Innovation Models
Truly successful innovation is never easy to accomplish. As much as the myths of innovation and fables of inventors have lead us all to to believe that creativity arrives with a brilliant flash of inspiration, the reality is that the successful innovative products and services we see are the culminating result of tremendously hard work, a great deal of failure, and endless iteration. The most successful innovative products are often heralded for their most obvious innovative surface characteristics as well; such as their industrial design or unique interaction models. Unfortunately, this simplifies what is really happening with these breakthrough products that is enabling their amazing success in the market and their resilient defense against the competition. These successful organizations are not simply innovating along one or two dimensions with such products and services. They have intentionally createdcompound innovation models to evolve and disrupt the existing experience ecosystem along multiple dimensions simultaneously.
To compete in today’s competitive marketplace with its accelerating rate of change and disruption, an organization must be capable of creating a robust model for forging compound innovation. First, a sustainable and successful innovation process must exist at the intersection of Strategy, Insights, and Capabilities.
Unguided, freeform innovation can certainly yield interesting discoveries and this may indeed be an appropriate approach for university researchers and well-funded R&D organizations. But, business organizations can rarely afford the investment in innovation programs that may never yield a return. To greatly increase your chances of success, innovation must be guided by business and product strategy, inspired by customer insights and marketplace opportunities, and grounded in technology and talent capabilities to ensure execution success.

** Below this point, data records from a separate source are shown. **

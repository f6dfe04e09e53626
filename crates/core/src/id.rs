// SPDX-License-Identifier: BUSL-1.1
// Copyright (c) 2026 Alfred Jean LLC

//! ID generation abstractions.

use std::sync::atomic::{AtomicU64, Ordering};
use std::sync::Arc;

/// Trait for truncating identifiers to a short prefix.
pub trait ShortId {
    /// Returns a string slice truncated to at most `n` characters.
    fn short(&self, n: usize) -> &str;
}

impl ShortId for str {
    fn short(&self, n: usize) -> &str {
        if self.len() <= n {
            self
        } else {
            &self[..n]
        }
    }
}

/// Define a newtype ID wrapper around `String`.
///
/// Generates `new()`, `as_str()`, `short()`, `Display`, `From<String>`, `From<&str>`,
/// `PartialEq<str>`, `PartialEq<&str>`, and `Borrow<str>` implementations.
#[macro_export]
macro_rules! define_id {
    (
        $(#[$meta:meta])*
        pub struct $name:ident;
    ) => {
        $(#[$meta])*
        #[derive(Debug, Clone, PartialEq, Eq, Hash, PartialOrd, Ord, serde::Serialize, serde::Deserialize)]
        pub struct $name(pub String);

        impl $name {
            pub fn new(id: impl Into<String>) -> Self {
                Self(id.into())
            }

            pub fn as_str(&self) -> &str {
                &self.0
            }

            /// Returns a string slice truncated to at most `n` characters.
            pub fn short(&self, n: usize) -> &str {
                if self.0.len() <= n {
                    &self.0
                } else {
                    &self.0[..n]
                }
            }
        }

        impl std::fmt::Display for $name {
            fn fmt(&self, f: &mut std::fmt::Formatter<'_>) -> std::fmt::Result {
                write!(f, "{}", self.0)
            }
        }

        impl From<String> for $name {
            fn from(s: String) -> Self {
                Self(s)
            }
        }

        impl From<&str> for $name {
            fn from(s: &str) -> Self {
                Self(s.to_string())
            }
        }

        impl PartialEq<str> for $name {
            fn eq(&self, other: &str) -> bool {
                self.0 == other
            }
        }

        impl PartialEq<&str> for $name {
            fn eq(&self, other: &&str) -> bool {
                self.0 == *other
            }
        }

        impl std::borrow::Borrow<str> for $name {
            fn borrow(&self) -> &str {
                &self.0
            }
        }
    };
}

/// Generates unique opaque identifiers.
pub trait IdGen: Clone + Send + Sync {
    fn next(&self) -> String;
}

/// UUID-based ID generator for production use.
#[derive(Clone, Default)]
pub struct UuidIdGen;

impl IdGen for UuidIdGen {
    fn next(&self) -> String {
        uuid::Uuid::new_v4().to_string()
    }
}

/// Sequential ID generator for testing (deterministic, no randomness).
#[derive(Clone)]
pub struct SequentialIdGen {
    prefix: String,
    counter: Arc<AtomicU64>,
}

impl SequentialIdGen {
    pub fn new(prefix: impl Into<String>) -> Self {
        Self {
            prefix: prefix.into(),
            counter: Arc::new(AtomicU64::new(1)),
        }
    }
}

impl Default for SequentialIdGen {
    fn default() -> Self {
        Self::new("id")
    }
}

impl IdGen for SequentialIdGen {
    fn next(&self) -> String {
        let n = self.counter.fetch_add(1, Ordering::SeqCst);
        format!("{}-{}", self.prefix, n)
    }
}

#[cfg(test)]
#[path = "id_tests.rs"]
mod tests;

Next, you must develop a compound model of innovation that identifies the multiple dimensions along which innovation can be created in order to ultimately forge a successfully innovative product and/or service that dominates the market. It is very difficult for a competitor to unseat you when you have multiple layers of innovation like this.
Apple’s amazing success with the iPod, iPhone, and iPad is a tribute to this compound model of innovation. Those products would not be the market leaders that they are today if they were simply innovating along one or two dimensions, such as the industrial design of the device or the features of the iOS software. Carefully examine what Apple accomplished and you will see that they brought multiple dimensions of innovations together to dramatically shake up the market. To name just a few:
- Technological innovation in the hardware (e.g., Retina display) and software (e.g., App Store)
- Visual design and interaction design innovation (e.g., touchscreen gestures)
- Channel innovation (e.g., a unique agreement with music companies, beautiful Apple Store experiences)
- Business strategy innovation (e.g., song pricing, AT&T partnership)
- Insights innovation (e.g., huge amounts of mobile data flowing back from consumers)
- Brand and marketing innovation (e.g., aspirational brand experiences that lead people to wait in line for days for new product launches)
Now, does every innovation along every single dimension need to be an earth-shattering disruptive force? No, not at all. But, if you do this well enough, the fact that you are delivering synergistic innovations means that it is all the more difficult for a competitor to attack you along just one or two dimensions. Many, many competitors continue to attack Apple’s products by creating MP3 players with more features at a lower price, tablets with more open software at a lower price, smartphones that replicate touchscreen experiences in a sexy industrial design. What they have been unable to replicate is the holistic product and service experience ecosystem that Apple created with its compound innovation model.
You can begin this process today to assess your own organization’s level of excellence and innovation capabilities for each of these dimensions, relative to your competitors. Some examples of questions you should be asking and be able to answer:
- Vision: Who do you want to be?
- Mission: What is your purpose?
- Goals: What problem are you going to solve or what new opportunity are you creating?
- Strategy: How can you do it better than anyone else?
- Talent: Have you hired the right people and are you organized for success?
- Technology: What is possible?
- Execution: Are your processes helping or hurting your ability to innovate and execute?
- Capabilities: What can you create and deliver?
- Consumers: Who are they and what are their unmet wants and needs?
- Channels: Are there new and better ways to reach customers and partners?
- Market: Can you stop “chasing the puck” and instead envision where the industry is heading?
- Insights: What do you know that is helping you identify new opportunities?